Inter-Juventus, Allegri:

Consueta conferenza stampa della vigilia, stavolta l'allenatore della Juventus, Massimiliano Allegri, ha così presentato il big match di domani che lo vedrà affrontare l'Inter alla "Scala del Calcio": "Domani anche per noi sarà grande partita, è il primo snodo per lo Scudetto!". Infatti la Juventus in Champions League è sbattuta sul muro del Siviglia, non andando oltre il pareggio casalingo: non una cattiva prova da parte dei Campioni d'Italia in carica, ma le aspettative erano ben altre. "Giocano di sicuro Lichtsteiner e Khedira, ci sarà qualche cambio, sono tutti convocati, compreso Dani Alves".

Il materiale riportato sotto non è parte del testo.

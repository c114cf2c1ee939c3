use super::surface::DrawingSurface;
use crate::constants::{MARKER_COLOR, MARKER_RADIUS};
use crate::error::VisualizeError;
use crate::models::{PathResult, StationRegistry};

/// What a single tick did
#[derive(Debug, Clone, Copy, PartialEq, Eq)]
pub enum TickOutcome {
    /// Marker drawn at the station with this path index
    Moved { index: usize },
    /// Past the last station: marker removed, animation over
    Cleared,
    /// Tick after the end; nothing changed
    Finished,
}

/// Marker that walks a path one station per tick, exactly once.
///
/// `next_index` is the station the next tick draws. It starts at 0 with no
/// marker shown, and stops at `len()`, where the marker is cleared. Ticks
/// after that are no-ops, so an `L`-station path takes `L + 1` ticks.
#[derive(Debug, Clone, PartialEq)]
pub struct TrainAnimation {
    positions: Vec<(f64, f64)>,
    next_index: usize,
    finished: bool,
}

impl TrainAnimation {
    #[must_use]
    pub fn from_positions(positions: Vec<(f64, f64)>) -> Self {
        Self {
            positions,
            next_index: 0,
            finished: false,
        }
    }

    /// Resolve every path station through the registry.
    ///
    /// Stations the registry cannot place are skipped with a warning.
    #[must_use]
    pub fn for_path(path: &PathResult, registry: &StationRegistry) -> Self {
        let positions = path
            .path
            .iter()
            .filter_map(|code| {
                let position = registry.position(code);
                if position.is_none() {
                    leptos::logging::warn!("{}; train skips it", VisualizeError::unknown_station(code.as_str()));
                }
                position
            })
            .collect();
        Self::from_positions(positions)
    }

    /// Advance by one frame
    pub fn tick<S: DrawingSurface + ?Sized>(&mut self, surface: &mut S) -> TickOutcome {
        if self.finished {
            return TickOutcome::Finished;
        }

        if let Some(&position) = self.positions.get(self.next_index) {
            let index = self.next_index;
            surface.show_marker(position, MARKER_RADIUS, MARKER_COLOR);
            self.next_index += 1;
            return TickOutcome::Moved { index };
        }

        surface.clear_marker();
        self.finished = true;
        TickOutcome::Cleared
    }

    /// Index of the station the next tick draws; equals `len()` once done
    #[must_use]
    pub fn index(&self) -> usize {
        self.next_index
    }

    #[must_use]
    pub fn len(&self) -> usize {
        self.positions.len()
    }

    #[must_use]
    pub fn is_empty(&self) -> bool {
        self.positions.is_empty()
    }

    #[must_use]
    pub fn is_finished(&self) -> bool {
        self.finished
    }

    #[must_use]
    pub fn positions(&self) -> &[(f64, f64)] {
        &self.positions
    }
}

#[cfg(test)]
mod tests {
    use super::*;
    use crate::components::network_canvas::surface::{DrawCommand, RecordingSurface};

    fn registry() -> StationRegistry {
        StationRegistry::from_rows(&[
            ("A", "Alpha", (0.0, 0.0)),
            ("B", "Bravo", (1.0, 0.0)),
            ("C", "Charlie", (1.0, 1.0)),
        ])
    }

    fn path(codes: &[&str]) -> PathResult {
        PathResult::new(codes.iter().map(ToString::to_string).collect(), None)
    }

    #[test]
    fn test_walks_path_then_clears() {
        let mut animation = TrainAnimation::for_path(&path(&["A", "B", "C"]), &registry());
        let mut surface = RecordingSurface::new();

        assert_eq!(animation.index(), 0);
        assert_eq!(animation.tick(&mut surface), TickOutcome::Moved { index: 0 });
        assert_eq!(surface.marker, Some((0.0, 0.0)));
        assert_eq!(animation.tick(&mut surface), TickOutcome::Moved { index: 1 });
        assert_eq!(animation.tick(&mut surface), TickOutcome::Moved { index: 2 });
        assert_eq!(surface.marker, Some((1.0, 1.0)));
        assert_eq!(animation.tick(&mut surface), TickOutcome::Cleared);
        assert_eq!(surface.marker, None);
        assert!(animation.is_finished());
        assert_eq!(animation.index(), 3);
    }

    #[test]
    fn test_ticks_after_the_end_change_nothing() {
        let mut animation = TrainAnimation::for_path(&path(&["A"]), &registry());
        let mut surface = RecordingSurface::new();

        animation.tick(&mut surface);
        animation.tick(&mut surface);
        let recorded = surface.commands.len();

        for _ in 0..5 {
            assert_eq!(animation.tick(&mut surface), TickOutcome::Finished);
        }
        assert_eq!(surface.commands.len(), recorded);
        assert_eq!(animation.index(), 1);
    }

    #[test]
    fn test_path_of_length_l_takes_l_plus_one_ticks() {
        for length in 1..=3 {
            let codes = &["A", "B", "C"][..length];
            let mut animation = TrainAnimation::for_path(&path(codes), &registry());
            let mut surface = RecordingSurface::new();

            let mut ticks = 0;
            while animation.tick(&mut surface) != TickOutcome::Finished {
                ticks += 1;
                assert!(animation.index() <= length);
            }

            assert_eq!(ticks, length + 1);
            let shows = surface
                .commands
                .iter()
                .filter(|c| matches!(c, DrawCommand::ShowMarker { .. }))
                .count();
            assert_eq!(shows, length);
            assert_eq!(surface.commands.last(), Some(&DrawCommand::ClearMarker));
        }
    }

    #[test]
    fn test_unknown_stations_are_skipped() {
        let animation = TrainAnimation::for_path(&path(&["A", "NOWHERE", "C"]), &registry());
        assert_eq!(animation.positions(), &[(0.0, 0.0), (1.0, 1.0)]);
    }

    #[test]
    fn test_empty_animation_clears_on_first_tick() {
        let mut animation = TrainAnimation::from_positions(Vec::new());
        let mut surface = RecordingSurface::new();

        assert!(animation.is_empty());
        assert_eq!(animation.tick(&mut surface), TickOutcome::Cleared);
        assert_eq!(animation.tick(&mut surface), TickOutcome::Finished);
    }
}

LA STRATEGIA - C'è curiosità per vedere all'opera Pjaca ma Allegri sembra intenzionato ad usare la stessa strategia utilizzata con Dybala l'anno scorso, un inserimento graduale: "Sta crescendo molto come gli altri nuovi. Domani giocheremo con la difesa a tre".

Sulle possibilità di schierare un modulo diverso: "Bisogna provare le cose ma ho avuto l'idea di giocare col 3-5-2, ma bisogna avere la fortuna di cambiare modulo al momento giusto per non stravolgere certi equilibri".

C'è chi va di fretta per il sesto scudetto consecutivo, la Juve, e chi chiede (ancora) pazienza, l'Inter. Dybala? Non ha cambiato posizione. "La sfida di domani è il primo snodo per la corsa scudetto". Quest'anno sarà più difficile e, anche se sulla carta siamo più forti, non possiamo vincere sempre: "non è possibile vincere 50 partite consecutive". L'Inter non è quella di giovedì, nè quella di Pescara. Dico questo perché dopo le prime quattro giornate avremmo già affrontato tre delle prime sette squadre del campionato, questa è una di quelle situazioni in cui è importante vincere. L'anno scorso abbiamo battuto Siviglia 2-0 con tre tiri in porta mentre mercoledì il Siviglia non si è mai avvicinato all'area e la Juventus ha creato sette palle gol, può capitare di non segnare.

Titolare anche Pjanic. Il bosniaco, dopo aver collezionato a sorpresa 3 panchine nelle prime 4 partite, sarà in campo per prendere finalmente una volta per tutte le redini del centrocampo bianconero. Abbiamo un ciclo importante, l'importante è che tutti siano a disposizione e si facciano trovare pronti.